I told you in the last
lecture that at a certain stage of the Egyptian epoch, this art had
been lost and the Egyptian Initiates were obliged to resort to other
means. The Initiates of Egypt led their pupils to the mummies, taught
them to mummify the human organism, taught them, through observation of
what was there presented to them, something that had once been learned
by inner means, through contemplation of the breathing process. But I
told you, too, that although the pupils of the Egyptian Initiates were
no longer capable of following these spiritual processes, which are
revealed as the deeds performed by the brain in the human organism
— and that was the point of importance — nevertheless the
Initiates were helped, as they spoke to their pupils, by the spiritual
Moon-Beings. These spiritual Beings who would otherwise have wandered
homeless about the earth, found dwelling places in the mummies. These
were the Beings who could be observed, whose speech was still
understood in that period of ancient Egyptian development and through
whom the first science of nature was imparted. What the pupil of Yoga
was able to perceive inwardly, through cultivation of the breathing
process — these things were now taught somewhat in the following
way. The Initiates would say to their pupils: The human head is
involved in a constant process of dying. It is really dying all the
time, and every night the organism must make efforts to counteract this
dying process in the head. But what the head does during this dying
process between birth and death results in the influx of new life into
the other organs of the body, so that inasmuch as the forces of these
other organs — not their substance, of course, but their
forces — are sent on into the future, during the period
between death and a new birth they become head, the head of the
next earthly incarnation. But the Initiates impressed upon their pupils
the necessity of understanding what is contained in the actual forms of
the organs, and it was for this reason that such scrupulous care was
given to the preservation of the mummies. By way of the forms in the
mummy, the Moon-Spirits were able to reveal the secrets of the organs,
their connection with the human head, and how they bear within them
those forces of germination by means of which they become head in the
next earthly life. Such was the teaching given by the Initiates of
Egypt to their pupils, by means of the mummy.
At a certain period,
then, it became necessary to teach in an external way what had once
been inner teaching in the days when the Yoga philosophy and religion
were at their prime. This, indeed, was the great transition that took
place from the culture of ancient India and ancient Persia to that of
Egypt: what had once been a teaching by inner means was now taught by
external means.
The teaching given by
the Initiates of Egypt was brought to a majestic climax when they said
to their pupils: And now steep yourselves in the plastic quality of the
forms lying before you in the mummy. Here you have very faint
indications of that which during the life of man on earth is
perpetually passing away, namely, the inner components of the human
head. But you have before you in great clarity and precision the forms
of the rest of the human organism. Contemplation of the mummy will not
help you to study the life-processes, or the perceptive processes; but
the plastic quality of the forms of the inner organs of the human body,
the heart, the lungs, the kidneys, the stomach, and so forth —
all this you can study from the mummy. Try to picture the following.

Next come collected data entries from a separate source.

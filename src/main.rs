//! Order-Book-Imbalance Scalper Simulation.
//!
//! Replays synthetic feed traffic through the full engine lifecycle: book
//! maintenance, signal derivation, entries on imbalance, and take-profit /
//! stop-loss closes.

use obi_scalper::*;
use rust_decimal::Decimal;
use rust_decimal_macros::dec;

fn main() {
    println!("Order-Book-Imbalance Scalper Simulation");
    println!("Single instrument, paper wallet, full lifecycle\n");

    scenario_1_book_and_signals();
    scenario_2_entry_on_imbalance();
    scenario_3_risk_closes();
    scenario_4_wire_replay();

    println!("\nAll simulations completed successfully.");
}

fn delta(price: Decimal, count: i64, amount: Decimal) -> FeedMessage {
    FeedMessage::Delta(BookDelta::new(Price::new(price), count, amount))
}

/// Book maintenance and signal derivation.
fn scenario_1_book_and_signals() {
    println!("Scenario 1: Book and Signals\n");

    let mut engine = Engine::new(EngineConfig::default());

    engine.process(FeedMessage::Snapshot(vec![
        BookDelta::new(Price::new(dec!(41000)), 2, dec!(3.0)),
        BookDelta::new(Price::new(dec!(40999)), 1, dec!(1.5)),
        BookDelta::new(Price::new(dec!(41001)), 2, dec!(-2.0)),
        BookDelta::new(Price::new(dec!(41002)), 1, dec!(-4.0)),
    ]));

    let book = engine.book();
    println!("  Bids: {} levels, asks: {} levels", book.bid_depth(), book.ask_depth());

    let signals = MarketSignals::compute(book).unwrap();
    println!("  Best bid: {} x {}", signals.best_bid, signals.bid_volume);
    println!("  Best ask: {} x {}", signals.best_ask, signals.ask_volume);
    println!("  Microprice: {}", signals.microprice);
    println!("  Imbalance: {}\n", signals.imbalance);
}

/// Entry policy firing on a strongly bid-imbalanced book.
fn scenario_2_entry_on_imbalance() {
    println!("Scenario 2: Entry on Imbalance\n");

    let mut engine = Engine::new(EngineConfig::default());

    engine.process(delta(dec!(41000), 2, dec!(10.0)));
    engine.process(delta(dec!(41001), 1, dec!(-0.5)));

    let snapshot = engine.snapshot();
    println!("  Imbalance: {}", snapshot.imbalance.unwrap());
    println!("  Open trades: {}", snapshot.open_trades);
    println!("  Status: {}", snapshot.status);
    println!(
        "  Wallet: ${} quote, {} base\n",
        snapshot.quote_balance, snapshot.base_balance
    );
}

/// Take-profit and stop-loss closes moving the counters.
fn scenario_3_risk_closes() {
    println!("Scenario 3: Risk Closes\n");

    let mut engine = Engine::new(EngineConfig::default());

    // open a buy at 41000 with a tight spread
    engine.process(delta(dec!(41000), 2, dec!(10.0)));
    engine.process(delta(dec!(41000.5), 1, dec!(-0.5)));
    println!("  Opened: {}", engine.status());

    // ask rallies past the take-profit threshold
    engine.process(delta(dec!(41000.5), 0, dec!(1)));
    let closed = engine.process(delta(dec!(41001.0), 3, dec!(-10.0)));
    for close in &closed {
        println!(
            "  Closed {} @ {} ({}, pnl {})",
            close.trade.side, close.exit_price, close.reason, close.pnl
        );
    }

    let stats = engine.stats();
    println!(
        "  Trades: {} | gains: {} | losses: {} | win rate: {}%\n",
        stats.total_trades,
        stats.gains,
        stats.losses,
        stats.win_rate()
    );
}

/// Raw wire frames through the decode boundary, unparseable traffic dropped.
fn scenario_4_wire_replay() {
    println!("Scenario 4: Wire Replay\n");

    let frames = [
        r#"{"event":"info","version":2}"#,
        r#"{"event":"subscribed","channel":"book","symbol":"tBTCUSD"}"#,
        r#"[266343, [[41000, 2, 3.0], [40999, 1, 1.5], [41001, 2, -2.0], [41002, 1, -4.0]]]"#,
        r#"[266343, "hb"]"#,
        r#"[266343, [41000, 3, 12.0]]"#,
        "garbage frame",
        r#"[266343, [41001, 0, -1]]"#,
        r#"[266343, [41001.5, 1, -0.4]]"#,
        r#"[266343, "hb"]"#,
        r#"[266343, [41002, 4, -11.0]]"#,
    ];

    let mut engine = Engine::new(EngineConfig::default());
    let mut dropped = 0;

    for raw in frames {
        // boundary policy: decode failures are discarded, never propagated
        match decode_frame(raw) {
            Ok(message) => {
                engine.process(message);
            }
            Err(_) => dropped += 1,
        }
    }

    let snapshot = engine.snapshot();
    println!("  Frames: {} total, {} dropped at the boundary", frames.len(), dropped);
    println!("  Best bid: {:?}", snapshot.best_bid.map(|p| p.value()));
    println!("  Imbalance: {:?}", snapshot.imbalance);
    println!("  Open trades: {}", snapshot.open_trades);
    println!("  Total trades: {}", snapshot.total_trades);
    println!("  Status: {}", snapshot.status);
}
// 10.0: the engine. applies feed messages to the book, computes signals,
// runs the risk pass then the entry pass, exactly one full cycle per
// delivered event. deterministic and single-writer with no internal locking.

mod core;
mod entry;
mod risk;

pub use core::Engine;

During life, the breath is drawn back into the head and then streams
out into the organism. In this breath there is a plastic force, which
has the tendency to shape the breath into the form of a mummy. The
breath, in its drive from the head towards the body, has the tendency
towards mummy-formation. And it is only because the body works against
this impulse and brings about out-breathing, that this
“nascent” mummy is transformed back again. Thus what is
seen streaming from the human head into the other part of the organism,
taking shape there as the breath passes onwards, is a form like the
mummy, a form that takes shape rapidly. In that the breath is breathed
out, it dissolves again. All that remains of it is a form of appearance
of the etheric body, which is almost always there, notably during
waking life. Observation of the etheric body gives the feeling that
from the head outwards the etheric body is trying all the time to form
itself into a mummy and is in turn dissolved into a kind of resemblance
with the human physical organisation. The inner, plastic force of the
human etheric body tends to make it assume the form of a mummy, and
then to dissolve this form again so that finally the etheric body
resembles the physical organism. This was taught as an apotheosis of
all the manifold teachings given by the Initiates of ancient Egypt to
their pupils with the help of those super-sensible, elementary Beings
whom we may call the Moon-Spirits.
The Egyptian Initiates
directed the attention of their pupils especially to the past, to the
inner experiences of human beings in very ancient times. This, in
truth, was the essence of Egyptian culture, which for us today is so
fraught with riddles. Sphinxes, pyramids, mummies — they are all
enigmas. But these enigmas are unveiled to spiritual science when we
know that the sphinxes represent forms that were actually visible to
men in the time of Atlantis, and when we remember that the teachings
concerning the mummy given by the Egyptian Initiates to their pupils
were an echo of the Yoga teaching imparted, for example, by Initiates
of ancient India to their pupils. It was not difficult for an Initiate
of ancient India to give such teaching because in those remote times
the slightest impetus would enable a man to perceive within a human
physical organism this momentary birth of the ether-mummy and its
retransformation.
It is deeply interesting
to contemplate how these mysteries were unveiled in the Egyptian
centres of instruction where such intimate connections were thus
established with death. Through the methods adopted in Egypt, death
preserved forms, which, during life, are hidden from observation but of
which there must be knowledge if the being of man is to be truly
understood.
The mummies were
displayed before the eyes of the ancient Egyptians and I have told you
that there is something analogous for human beings who have lived since
the Mystery of Golgotha. For them, cults and rites in many forms have
been preserved. I told you that at the time when men needed such forms,
they began to “mummify” ancient cults and rites. In its
first, faint beginnings, this custom arose in the fourth and fifth
centuries A.D., but it comes more and more to
the fore with the passage of time. In occult and other Brotherhoods,
rituals are studied and enacted, but there is never anything
essentially new in them. Ancient forms, ancient rituals, are preserved.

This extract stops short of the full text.